[WORK TASK]:
Write out each line of the records that has "required" in it.

-=-=-=-=-

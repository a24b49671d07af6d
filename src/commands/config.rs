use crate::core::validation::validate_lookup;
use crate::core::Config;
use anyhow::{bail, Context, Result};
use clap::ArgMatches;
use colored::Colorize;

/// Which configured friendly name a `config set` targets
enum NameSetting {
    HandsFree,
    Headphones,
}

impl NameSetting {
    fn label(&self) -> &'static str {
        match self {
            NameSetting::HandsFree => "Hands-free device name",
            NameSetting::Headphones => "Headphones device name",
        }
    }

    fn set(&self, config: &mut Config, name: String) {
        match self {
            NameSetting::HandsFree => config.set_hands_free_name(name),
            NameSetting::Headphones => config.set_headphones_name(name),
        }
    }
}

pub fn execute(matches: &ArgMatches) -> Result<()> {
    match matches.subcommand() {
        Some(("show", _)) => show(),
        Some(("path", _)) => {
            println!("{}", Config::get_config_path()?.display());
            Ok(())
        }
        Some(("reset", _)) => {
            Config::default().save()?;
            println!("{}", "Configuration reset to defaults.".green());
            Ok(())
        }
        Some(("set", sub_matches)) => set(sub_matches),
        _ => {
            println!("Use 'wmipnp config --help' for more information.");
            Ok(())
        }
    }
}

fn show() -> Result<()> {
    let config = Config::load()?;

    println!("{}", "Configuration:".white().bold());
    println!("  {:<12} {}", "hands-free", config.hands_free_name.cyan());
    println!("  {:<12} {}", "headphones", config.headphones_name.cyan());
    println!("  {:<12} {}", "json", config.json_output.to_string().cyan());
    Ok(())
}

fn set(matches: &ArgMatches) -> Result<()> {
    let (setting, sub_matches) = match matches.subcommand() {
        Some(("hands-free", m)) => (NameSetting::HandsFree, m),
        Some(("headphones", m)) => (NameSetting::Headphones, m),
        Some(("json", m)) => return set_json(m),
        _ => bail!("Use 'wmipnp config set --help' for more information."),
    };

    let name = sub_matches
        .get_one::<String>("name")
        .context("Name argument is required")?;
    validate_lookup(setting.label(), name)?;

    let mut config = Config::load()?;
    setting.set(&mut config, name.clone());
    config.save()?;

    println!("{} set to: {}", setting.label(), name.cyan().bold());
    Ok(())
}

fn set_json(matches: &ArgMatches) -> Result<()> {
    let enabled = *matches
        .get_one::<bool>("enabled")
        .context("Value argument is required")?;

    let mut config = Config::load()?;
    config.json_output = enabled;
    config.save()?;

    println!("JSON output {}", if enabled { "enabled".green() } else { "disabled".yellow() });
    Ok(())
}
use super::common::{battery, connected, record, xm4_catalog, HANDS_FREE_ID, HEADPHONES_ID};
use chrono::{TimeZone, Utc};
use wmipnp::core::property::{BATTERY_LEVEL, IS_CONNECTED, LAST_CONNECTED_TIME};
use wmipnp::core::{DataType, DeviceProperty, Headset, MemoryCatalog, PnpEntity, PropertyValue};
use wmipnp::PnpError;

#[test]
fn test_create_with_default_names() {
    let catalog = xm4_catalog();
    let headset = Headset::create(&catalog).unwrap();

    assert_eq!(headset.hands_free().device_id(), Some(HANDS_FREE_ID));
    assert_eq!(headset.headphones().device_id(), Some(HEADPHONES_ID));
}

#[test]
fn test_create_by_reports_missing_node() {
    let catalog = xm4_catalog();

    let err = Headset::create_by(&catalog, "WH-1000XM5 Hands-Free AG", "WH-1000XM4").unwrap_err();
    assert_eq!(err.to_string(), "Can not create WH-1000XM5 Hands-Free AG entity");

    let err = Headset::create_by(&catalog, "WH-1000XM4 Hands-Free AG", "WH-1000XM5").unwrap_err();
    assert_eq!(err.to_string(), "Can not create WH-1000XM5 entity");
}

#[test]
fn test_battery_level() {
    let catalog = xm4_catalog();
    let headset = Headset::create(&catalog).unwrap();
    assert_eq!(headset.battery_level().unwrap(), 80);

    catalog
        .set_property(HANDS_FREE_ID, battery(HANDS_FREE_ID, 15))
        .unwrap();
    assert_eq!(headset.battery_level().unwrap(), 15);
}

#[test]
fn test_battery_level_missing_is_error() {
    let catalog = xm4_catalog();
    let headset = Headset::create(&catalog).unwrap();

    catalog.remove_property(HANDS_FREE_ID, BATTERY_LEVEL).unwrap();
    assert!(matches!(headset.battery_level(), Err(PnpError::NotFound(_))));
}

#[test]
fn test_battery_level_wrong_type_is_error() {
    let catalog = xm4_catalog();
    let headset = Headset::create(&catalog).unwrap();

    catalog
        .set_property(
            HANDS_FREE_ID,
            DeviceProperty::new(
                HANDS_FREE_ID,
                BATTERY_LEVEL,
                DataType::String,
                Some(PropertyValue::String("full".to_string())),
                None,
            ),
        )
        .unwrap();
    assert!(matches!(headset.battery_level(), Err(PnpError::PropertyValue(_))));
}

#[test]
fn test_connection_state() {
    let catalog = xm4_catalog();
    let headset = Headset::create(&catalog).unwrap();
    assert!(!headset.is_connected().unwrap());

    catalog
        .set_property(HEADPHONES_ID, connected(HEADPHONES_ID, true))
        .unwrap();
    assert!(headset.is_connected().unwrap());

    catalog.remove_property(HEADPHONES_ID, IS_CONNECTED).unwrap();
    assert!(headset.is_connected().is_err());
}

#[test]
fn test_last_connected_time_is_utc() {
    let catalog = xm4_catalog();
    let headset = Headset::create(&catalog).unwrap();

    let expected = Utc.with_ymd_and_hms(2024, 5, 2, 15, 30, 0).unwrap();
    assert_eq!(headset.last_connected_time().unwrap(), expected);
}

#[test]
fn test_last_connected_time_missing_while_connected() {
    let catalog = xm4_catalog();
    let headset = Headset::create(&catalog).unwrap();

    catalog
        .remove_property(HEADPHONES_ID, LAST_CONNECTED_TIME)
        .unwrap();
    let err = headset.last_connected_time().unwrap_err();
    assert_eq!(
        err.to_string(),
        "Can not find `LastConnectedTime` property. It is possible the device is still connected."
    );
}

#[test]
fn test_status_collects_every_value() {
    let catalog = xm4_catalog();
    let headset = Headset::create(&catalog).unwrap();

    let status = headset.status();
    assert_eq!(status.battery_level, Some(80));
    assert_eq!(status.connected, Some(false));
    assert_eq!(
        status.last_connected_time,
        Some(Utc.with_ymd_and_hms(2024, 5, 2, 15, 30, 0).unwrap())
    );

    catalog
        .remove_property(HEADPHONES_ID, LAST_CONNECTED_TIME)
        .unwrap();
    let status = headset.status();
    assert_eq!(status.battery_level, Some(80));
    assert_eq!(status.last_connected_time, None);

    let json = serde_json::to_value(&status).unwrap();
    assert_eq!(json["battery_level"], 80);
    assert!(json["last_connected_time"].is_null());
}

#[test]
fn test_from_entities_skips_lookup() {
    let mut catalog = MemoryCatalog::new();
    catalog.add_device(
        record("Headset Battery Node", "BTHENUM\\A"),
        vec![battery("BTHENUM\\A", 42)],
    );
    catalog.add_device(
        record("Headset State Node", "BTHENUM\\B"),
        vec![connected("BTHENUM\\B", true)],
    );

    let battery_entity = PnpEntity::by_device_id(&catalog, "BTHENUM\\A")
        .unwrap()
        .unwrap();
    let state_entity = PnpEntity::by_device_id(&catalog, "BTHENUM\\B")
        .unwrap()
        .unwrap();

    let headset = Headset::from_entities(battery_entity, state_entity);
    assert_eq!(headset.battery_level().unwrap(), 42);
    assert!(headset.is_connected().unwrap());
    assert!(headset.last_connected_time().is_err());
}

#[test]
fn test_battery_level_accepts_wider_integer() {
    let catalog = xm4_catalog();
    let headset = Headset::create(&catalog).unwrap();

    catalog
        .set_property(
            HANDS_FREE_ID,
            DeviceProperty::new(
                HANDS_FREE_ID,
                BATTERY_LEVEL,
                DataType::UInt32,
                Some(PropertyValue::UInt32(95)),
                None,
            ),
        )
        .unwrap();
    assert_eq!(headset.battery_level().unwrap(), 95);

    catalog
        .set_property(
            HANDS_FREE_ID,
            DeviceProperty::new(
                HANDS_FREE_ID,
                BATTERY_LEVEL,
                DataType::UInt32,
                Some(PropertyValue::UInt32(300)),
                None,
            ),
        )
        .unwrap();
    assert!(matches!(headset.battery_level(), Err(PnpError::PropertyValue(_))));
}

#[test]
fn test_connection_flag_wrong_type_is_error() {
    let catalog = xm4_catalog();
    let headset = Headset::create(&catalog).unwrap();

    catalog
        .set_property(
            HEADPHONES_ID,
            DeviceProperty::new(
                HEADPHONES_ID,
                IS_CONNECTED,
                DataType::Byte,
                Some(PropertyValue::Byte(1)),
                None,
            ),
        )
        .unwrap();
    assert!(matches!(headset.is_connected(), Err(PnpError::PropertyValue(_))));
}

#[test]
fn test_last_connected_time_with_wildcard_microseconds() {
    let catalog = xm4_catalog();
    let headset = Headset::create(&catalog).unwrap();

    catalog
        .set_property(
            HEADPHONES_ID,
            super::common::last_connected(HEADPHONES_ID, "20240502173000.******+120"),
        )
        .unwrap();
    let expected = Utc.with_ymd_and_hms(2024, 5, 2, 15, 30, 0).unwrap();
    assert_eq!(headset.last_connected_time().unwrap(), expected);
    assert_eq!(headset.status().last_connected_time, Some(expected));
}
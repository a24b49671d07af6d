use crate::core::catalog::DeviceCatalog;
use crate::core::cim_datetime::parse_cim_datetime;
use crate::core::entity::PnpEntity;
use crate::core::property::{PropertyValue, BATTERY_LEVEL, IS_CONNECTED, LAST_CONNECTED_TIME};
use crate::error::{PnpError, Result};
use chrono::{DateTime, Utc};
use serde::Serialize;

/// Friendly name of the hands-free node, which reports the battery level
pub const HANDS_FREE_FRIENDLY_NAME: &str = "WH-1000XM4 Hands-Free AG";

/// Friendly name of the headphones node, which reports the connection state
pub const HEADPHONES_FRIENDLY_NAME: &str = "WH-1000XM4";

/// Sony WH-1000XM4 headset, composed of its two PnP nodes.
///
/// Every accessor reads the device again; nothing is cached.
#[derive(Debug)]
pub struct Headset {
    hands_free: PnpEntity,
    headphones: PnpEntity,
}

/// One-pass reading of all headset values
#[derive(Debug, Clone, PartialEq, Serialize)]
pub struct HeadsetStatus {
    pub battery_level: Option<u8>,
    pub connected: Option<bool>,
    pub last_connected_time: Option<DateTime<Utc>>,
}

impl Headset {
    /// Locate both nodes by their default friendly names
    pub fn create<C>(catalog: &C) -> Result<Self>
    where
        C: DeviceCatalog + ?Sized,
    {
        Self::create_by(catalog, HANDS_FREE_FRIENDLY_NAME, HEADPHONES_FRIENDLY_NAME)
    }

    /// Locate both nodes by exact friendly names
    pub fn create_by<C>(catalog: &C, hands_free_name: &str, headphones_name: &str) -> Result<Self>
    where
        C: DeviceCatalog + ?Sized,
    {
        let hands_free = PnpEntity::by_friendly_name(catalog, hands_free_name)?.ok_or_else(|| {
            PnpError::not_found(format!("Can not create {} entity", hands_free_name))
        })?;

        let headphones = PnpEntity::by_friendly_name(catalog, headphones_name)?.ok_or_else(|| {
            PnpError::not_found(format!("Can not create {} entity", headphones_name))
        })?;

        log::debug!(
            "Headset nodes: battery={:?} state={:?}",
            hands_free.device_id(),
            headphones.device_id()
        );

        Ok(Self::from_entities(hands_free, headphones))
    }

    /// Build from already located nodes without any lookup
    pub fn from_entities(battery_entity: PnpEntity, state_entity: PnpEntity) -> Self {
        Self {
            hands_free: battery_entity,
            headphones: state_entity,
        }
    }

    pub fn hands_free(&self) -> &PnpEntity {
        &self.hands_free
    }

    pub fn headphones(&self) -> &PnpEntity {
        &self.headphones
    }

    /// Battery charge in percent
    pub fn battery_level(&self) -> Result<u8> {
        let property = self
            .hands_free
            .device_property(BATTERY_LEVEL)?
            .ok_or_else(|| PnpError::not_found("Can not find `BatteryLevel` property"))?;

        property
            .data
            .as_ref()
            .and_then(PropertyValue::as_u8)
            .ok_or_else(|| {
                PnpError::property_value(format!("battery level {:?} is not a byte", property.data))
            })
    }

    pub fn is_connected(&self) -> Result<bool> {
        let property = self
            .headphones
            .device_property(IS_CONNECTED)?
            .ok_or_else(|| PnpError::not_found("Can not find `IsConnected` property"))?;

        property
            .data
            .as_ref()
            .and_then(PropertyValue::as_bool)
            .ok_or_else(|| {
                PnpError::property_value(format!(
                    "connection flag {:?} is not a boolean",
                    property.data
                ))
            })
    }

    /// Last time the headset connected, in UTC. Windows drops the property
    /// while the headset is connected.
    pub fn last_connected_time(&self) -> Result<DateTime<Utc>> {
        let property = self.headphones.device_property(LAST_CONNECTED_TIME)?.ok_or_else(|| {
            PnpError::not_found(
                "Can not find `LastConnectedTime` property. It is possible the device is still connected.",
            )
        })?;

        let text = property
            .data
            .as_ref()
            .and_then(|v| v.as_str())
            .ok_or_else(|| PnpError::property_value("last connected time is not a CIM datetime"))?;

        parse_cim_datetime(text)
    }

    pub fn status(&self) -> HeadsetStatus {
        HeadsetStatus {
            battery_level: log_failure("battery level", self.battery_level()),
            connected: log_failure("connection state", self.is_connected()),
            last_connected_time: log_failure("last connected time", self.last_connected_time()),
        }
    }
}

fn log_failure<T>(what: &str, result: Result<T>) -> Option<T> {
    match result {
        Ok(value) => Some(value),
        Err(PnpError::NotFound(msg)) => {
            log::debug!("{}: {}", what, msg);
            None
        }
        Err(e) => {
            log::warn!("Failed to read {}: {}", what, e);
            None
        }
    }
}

-=-=-=-=-

[ANSWER BELOW]:
        .context("Name argument is required")?;
        .context("Value argument is required")?;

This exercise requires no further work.